Se ha utilizado con cierto éxito la quimioterapia mielodepresora de dosis altas con rescate autógeno de médula ósea o rescate de células madre periféricas en niños pequeños.[8][Grado de comprobación: 2Di]

Ensayos clínicos en curso

Consultar la lista de estudios o ensayos clínicos sobre el cáncer auspiciados por el NCI que están aceptando pacientes. Para realizar la búsqueda, usar el término en inglés untreated childhood pineoblastoma. La lista de ensayos se puede reducir aun más por la ubicación, los medicamentos que se utilizan, el tipo de intervención y otros criterios. Nota: los resultados obtenidos solo están en inglés.

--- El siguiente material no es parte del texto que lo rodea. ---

//! Recording navigation sink.

use std::sync::Mutex;

use crate::domain::ports::{Navigator, RedirectTarget};

/// Navigator that records every redirect for assertions.
#[derive(Debug, Default)]
pub struct RecordingNavigator {
    redirects: Mutex<Vec<RedirectTarget>>,
}

impl RecordingNavigator {
    /// Redirects observed so far, in order.
    pub fn redirects(&self) -> Vec<RedirectTarget> {
        self.redirects.lock().expect("navigator mutex").clone()
    }
}

impl Navigator for RecordingNavigator {
    fn redirect(&self, target: RedirectTarget) {
        self.redirects.lock().expect("navigator mutex").push(target);
    }
}
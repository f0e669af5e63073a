//! Centralised session store.
//!
//! Single source of truth for credentials. Every read goes through
//! [`SessionStore::snapshot`] or [`SessionStore::bearer`]; every write goes
//! through login, refresh, or logout, so refresh and logout are atomic from
//! the perspective of any concurrent reader.
//!
//! Refresh is single-flight: the store tracks a token generation, callers
//! report the generation their rejected request used, and only the first
//! caller per generation performs the network refresh. Latecomers receive
//! the already-renewed token without another round trip.

use std::sync::{Arc, Mutex};

use tokio::sync::Mutex as AsyncMutex;
use tracing::{info, warn};

use crate::domain::auth::{AccessToken, Role, Session, TokenPair, UserProfile};
use crate::domain::error::{ClientResult, Error};
use crate::domain::ports::{
    AuthApi, Navigator, PersistedSession, RedirectTarget, SessionPersistence,
};

#[derive(Default)]
struct StoreState {
    session: Option<Session>,
    generation: u64,
    /// Set once the logout redirect has fired; reset by the next login.
    redirected: bool,
}

/// Process-wide credential store with an explicit lifecycle.
pub struct SessionStore {
    auth: Arc<dyn AuthApi>,
    persistence: Arc<dyn SessionPersistence>,
    navigator: Arc<dyn Navigator>,
    state: Mutex<StoreState>,
    refresh_gate: AsyncMutex<()>,
}

impl SessionStore {
    /// Build a store over the auth endpoints, persistence, and navigation.
    #[must_use]
    pub fn new(
        auth: Arc<dyn AuthApi>,
        persistence: Arc<dyn SessionPersistence>,
        navigator: Arc<dyn Navigator>,
    ) -> Self {
        Self {
            auth,
            persistence,
            navigator,
            state: Mutex::new(StoreState::default()),
            refresh_gate: AsyncMutex::new(()),
        }
    }

    /// Rebuild the in-memory session from persisted credentials.
    ///
    /// Invalid persisted state is cleared rather than surfaced; the user
    /// simply has to log in again.
    pub async fn initialise(&self) -> ClientResult<Option<UserProfile>> {
        let stored = self
            .persistence
            .load()
            .await
            .map_err(|error| Error::internal(error.to_string()))?;
        let Some(stored) = stored else {
            return Ok(None);
        };

        match TokenPair::from_raw(stored.access_token, stored.refresh_token) {
            Ok(tokens) => {
                let session = Session::new(tokens, stored.user);
                let profile = session.user().clone();
                let mut state = self.lock_state()?;
                state.session = Some(session);
                state.redirected = false;
                Ok(Some(profile))
            }
            Err(error) => {
                warn!(error = %error, "persisted credentials are unusable; clearing");
                if let Err(clear_error) = self.persistence.clear().await {
                    warn!(error = %clear_error, "failed to clear persisted credentials");
                }
                Ok(None)
            }
        }
    }

    /// Immutable copy of the current session, if any.
    #[must_use]
    pub fn snapshot(&self) -> Option<Session> {
        self.state
            .lock()
            .ok()
            .and_then(|state| state.session.clone())
    }

    /// Current access token and its generation, for authenticated calls.
    #[must_use]
    pub fn bearer(&self) -> Option<(AccessToken, u64)> {
        self.state.lock().ok().and_then(|state| {
            state
                .session
                .as_ref()
                .map(|session| (session.tokens().access.clone(), state.generation))
        })
    }

    /// Install a freshly authenticated session.
    pub async fn login(&self, tokens: TokenPair, user: UserProfile) -> ClientResult<()> {
        let session = Session::new(tokens, user);
        let snapshot = persisted_snapshot(&session);
        {
            let mut state = self.lock_state()?;
            state.session = Some(session);
            state.generation = state.generation.saturating_add(1);
            state.redirected = false;
        }
        if let Err(error) = self.persistence.store(&snapshot).await {
            warn!(error = %error, "failed to persist session after login");
        }
        info!(user_id = %snapshot.user.id(), "session established");
        Ok(())
    }

    /// Complete the Google OAuth flow and install the resulting session.
    pub async fn login_with_google(&self, code: &str) -> ClientResult<UserProfile> {
        let login = self.auth.exchange_google_code(code).await?;
        let user = login.user.clone();
        self.login(login.tokens, login.user).await?;
        Ok(user)
    }

    /// Record the role a new OAuth user picked.
    ///
    /// # Errors
    ///
    /// Rejected unless the current role is `pending`; an assigned role only
    /// changes through a fresh login.
    pub async fn apply_role_selection(&self, role: Role) -> ClientResult<UserProfile> {
        let (profile, snapshot) = {
            let mut state = self.lock_state()?;
            let Some(session) = state.session.as_ref() else {
                return Err(Error::auth_missing("no session for role selection"));
            };
            if session.user().role() != Role::Pending {
                return Err(Error::forbidden("role is already assigned"));
            }
            let updated = session.with_user(session.user().with_role(role));
            let profile = updated.user().clone();
            let snapshot = persisted_snapshot(&updated);
            state.session = Some(updated);
            (profile, snapshot)
        };
        if let Err(error) = self.persistence.store(&snapshot).await {
            warn!(error = %error, "failed to persist role selection");
        }
        Ok(profile)
    }

    /// Renew the access token after a request came back `401`.
    ///
    /// `observed_generation` is the generation reported by
    /// [`Self::bearer`] when the rejected request was sent. When another
    /// caller has refreshed in the meantime the current token is returned
    /// without a network call.
    ///
    /// # Errors
    ///
    /// Any refresh failure ends the session: credentials are cleared, the
    /// login redirect fires once, and [`crate::ErrorCode::AuthExpired`] is
    /// returned.
    pub async fn refresh_after_unauthorized(
        &self,
        observed_generation: u64,
    ) -> ClientResult<AccessToken> {
        let _gate = self.refresh_gate.lock().await;

        let refresh_token = {
            let state = self.lock_state()?;
            let Some(session) = state.session.as_ref() else {
                return Err(Error::auth_missing("no session to refresh"));
            };
            if state.generation > observed_generation {
                return Ok(session.tokens().access.clone());
            }
            session.tokens().refresh.as_str().to_owned()
        };

        match self.auth.refresh(&refresh_token).await {
            Ok(pair) => {
                let (access, snapshot) = {
                    let mut state = self.lock_state()?;
                    let Some(session) = state.session.as_ref() else {
                        return Err(Error::auth_missing("session ended during refresh"));
                    };
                    let renewed = session.with_tokens(pair);
                    let access = renewed.tokens().access.clone();
                    let snapshot = persisted_snapshot(&renewed);
                    state.session = Some(renewed);
                    state.generation = state.generation.saturating_add(1);
                    (access, snapshot)
                };
                if let Err(error) = self.persistence.store(&snapshot).await {
                    warn!(error = %error, "failed to persist refreshed tokens");
                }
                info!("access token refreshed");
                Ok(access)
            }
            Err(error) => {
                warn!(error = %error, "token refresh failed; ending session");
                self.force_logout("refresh failed").await;
                Err(Error::auth_expired(format!(
                    "token refresh failed: {error}"
                )))
            }
        }
    }

    /// Proactively renew the token before it expires.
    pub async fn refresh_now(&self) -> ClientResult<()> {
        let Some((_, generation)) = self.bearer() else {
            return Err(Error::auth_missing("no session to refresh"));
        };
        self.refresh_after_unauthorized(generation).await.map(|_| ())
    }

    /// End the session: clear credentials and navigate to login once.
    pub async fn force_logout(&self, reason: &str) {
        let first = {
            let Ok(mut state) = self.state.lock() else {
                return;
            };
            state.session = None;
            let first = !state.redirected;
            state.redirected = true;
            first
        };
        if !first {
            return;
        }

        info!(reason = %reason, "session ended");
        if let Err(error) = self.persistence.clear().await {
            warn!(error = %error, "failed to clear persisted credentials");
        }
        self.navigator.redirect(RedirectTarget::Login);
    }

    /// End the session at the user's request.
    pub async fn logout(&self) {
        self.force_logout("user logout").await;
    }

    fn lock_state(&self) -> ClientResult<std::sync::MutexGuard<'_, StoreState>> {
        self.state
            .lock()
            .map_err(|_| Error::internal("session state poisoned"))
    }
}

fn persisted_snapshot(session: &Session) -> PersistedSession {
    PersistedSession {
        access_token: session.tokens().access.as_str().to_owned(),
        refresh_token: session.tokens().refresh.as_str().to_owned(),
        user: session.user().clone(),
    }
}

#[cfg(test)]
mod tests {
    //! Regression coverage for this module.
    use std::sync::Arc;

    use rstest::rstest;

    use crate::domain::ErrorCode;
    use crate::domain::ports::{InMemoryStateStore, RedirectTarget};
    use crate::test_support::api::ScriptedAuthApi;
    use crate::test_support::auth::{sample_profile, token_pair_expiring_in_secs};
    use crate::test_support::nav::RecordingNavigator;

    use super::*;

    struct Fixture {
        store: Arc<SessionStore>,
        auth: Arc<ScriptedAuthApi>,
        persistence: Arc<InMemoryStateStore>,
        navigator: Arc<RecordingNavigator>,
    }

    fn fixture(auth: ScriptedAuthApi) -> Fixture {
        let auth = Arc::new(auth);
        let persistence = Arc::new(InMemoryStateStore::default());
        let navigator = Arc::new(RecordingNavigator::default());
        let store = Arc::new(SessionStore::new(
            auth.clone(),
            persistence.clone(),
            navigator.clone(),
        ));
        Fixture {
            store,
            auth,
            persistence,
            navigator,
        }
    }

    async fn logged_in_fixture(auth: ScriptedAuthApi) -> Fixture {
        let fixture = fixture(auth);
        fixture
            .store
            .login(token_pair_expiring_in_secs(3_600), sample_profile(Role::Buyer))
            .await
            .expect("login succeeds");
        fixture
    }

    #[tokio::test]
    async fn refresh_failure_clears_everything_and_redirects_once() {
        let fixture = logged_in_fixture(ScriptedAuthApi::failing_refresh()).await;
        let (_, generation) = fixture.store.bearer().expect("bearer present");

        let error = fixture
            .store
            .refresh_after_unauthorized(generation)
            .await
            .expect_err("refresh must fail");

        assert_eq!(error.code(), ErrorCode::AuthExpired);
        assert!(fixture.store.snapshot().is_none());
        assert_eq!(fixture.persistence.snapshot(), None);
        assert_eq!(fixture.navigator.redirects(), vec![RedirectTarget::Login]);

        // A later logout must not navigate again.
        fixture.store.logout().await;
        assert_eq!(fixture.navigator.redirects(), vec![RedirectTarget::Login]);
    }

    #[tokio::test]
    async fn concurrent_unauthorized_callers_share_one_refresh() {
        let fixture = logged_in_fixture(ScriptedAuthApi::with_refreshes(vec![Ok(
            token_pair_expiring_in_secs(7_200),
        )]))
        .await;
        let (_, generation) = fixture.store.bearer().expect("bearer present");

        let (first, second) = tokio::join!(
            fixture.store.refresh_after_unauthorized(generation),
            fixture.store.refresh_after_unauthorized(generation),
        );

        assert!(first.is_ok());
        assert!(second.is_ok());
        assert_eq!(fixture.auth.refresh_calls(), 1);
    }

    #[tokio::test]
    async fn successful_refresh_bumps_generation_and_persists() {
        let fixture = logged_in_fixture(ScriptedAuthApi::with_refreshes(vec![Ok(
            token_pair_expiring_in_secs(7_200),
        )]))
        .await;
        let (old_token, generation) = fixture.store.bearer().expect("bearer present");

        let fresh = fixture
            .store
            .refresh_after_unauthorized(generation)
            .await
            .expect("refresh succeeds");

        assert_ne!(fresh.as_str(), old_token.as_str());
        let (_, new_generation) = fixture.store.bearer().expect("bearer present");
        assert_eq!(new_generation, generation + 1);
        let persisted = fixture.persistence.snapshot().expect("snapshot persisted");
        assert_eq!(persisted.access_token, fresh.as_str());
    }

    #[tokio::test]
    async fn initialise_restores_a_persisted_session() {
        let seeded = logged_in_fixture(ScriptedAuthApi::default()).await;
        let persisted = seeded.persistence.snapshot().expect("persisted");

        let restored = fixture(ScriptedAuthApi::default());
        restored
            .persistence
            .store(&persisted)
            .await
            .expect("seed persistence");
        let profile = restored
            .store
            .initialise()
            .await
            .expect("initialise succeeds")
            .expect("profile restored");
        assert_eq!(profile, sample_profile(Role::Buyer));
    }

    #[rstest]
    #[case(Role::Buyer)]
    #[case(Role::Seller)]
    #[tokio::test]
    async fn pending_accounts_may_pick_a_role(#[case] role: Role) {
        let fixture = fixture(ScriptedAuthApi::default());
        fixture
            .store
            .login(
                token_pair_expiring_in_secs(3_600),
                sample_profile(Role::Pending),
            )
            .await
            .expect("login succeeds");

        let profile = fixture
            .store
            .apply_role_selection(role)
            .await
            .expect("selection allowed");
        assert_eq!(profile.role(), role);
    }

    #[tokio::test]
    async fn assigned_roles_are_immutable() {
        let fixture = logged_in_fixture(ScriptedAuthApi::default()).await;

        let error = fixture
            .store
            .apply_role_selection(Role::Admin)
            .await
            .expect_err("must fail");
        assert_eq!(error.code(), ErrorCode::Forbidden);
    }
}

Asimismo, se dispone de información general sobre ensayos clínicos en el portal de Internet del NCI.

Bibliografía
  1. Jakacki RI, Burger PC, Kocak M, et al.: Outcome and prognostic factors for children with supratentorial primitive neuroectodermal tumors treated with carboplatin during radiotherapy: a report from the Children's Oncology Group. Pediatr Blood Cancer 62 (5): 776-83, 2015. [PUBMED Abstract]
  2. Jakacki RI, Zeltzer PM, Boyett JM, et al.: Survival and prognostic factors following radiation and/or chemotherapy for primitive neuroectodermal tumors of the pineal region in infants and children: a report of the Childrens Cancer Group. J Clin Oncol 13 (6): 1377-83, 1995. [PUBMED Abstract]
  3. Timmermann B, Kortmann RD, Kühl J, et al.: Role of radiotherapy in the treatment of supratentorial primitive neuroectodermal tumors in childhood: results of the prospective German brain tumor trials HIT 88/89 and 91. J Clin Oncol 20 (3): 842-9, 2002. [PUBMED Abstract]
  4. Gururangan S, McLaughlin C, Quinn J, et al.: High-dose chemotherapy with autologous stem-cell rescue in children and adults with newly diagnosed pineoblastomas. J Clin Oncol 21 (11): 2187-91, 2003. [PUBMED Abstract]
  5. Mason WP, Grovas A, Halpern S, et al.: Intensive chemotherapy and bone marrow rescue for young children with newly diagnosed malignant brain tumors. J Clin Oncol 16 (1): 210-21, 1998. [PUBMED Abstract]
  6. Hinkes BG, von Hoff K, Deinlein F, et al.: Childhood pineoblastoma: experiences from the prospective multicenter trials HIT-SKK87, HIT-SKK92 and HIT91. J Neurooncol 81 (2): 217-23, 2007. [PUBMED Abstract]
  7. Friedrich C, von Bueren AO, von Hoff K, et al.: Treatment of young children with CNS-primitive neuroectodermal tumors/pineoblastomas in the prospective multicenter trial HIT 2000 using different chemotherapy regimens and radiotherapy. Neuro Oncol 15 (2): 224-34, 2013. [PUBMED Abstract]
  8. Fangusaro J, Finlay J, Sposto R, et al.: Intensive chemotherapy followed by consolidative myeloablative chemotherapy with autologous hematopoietic cell rescue (AuHCR) in young children with newly diagnosed supratentorial primitive neuroectodermal tumors (sPNETs): report of the Head Start I and II experience. Pediatr Blood Cancer 50 (2): 312-8, 2008. [PUBMED Abstract]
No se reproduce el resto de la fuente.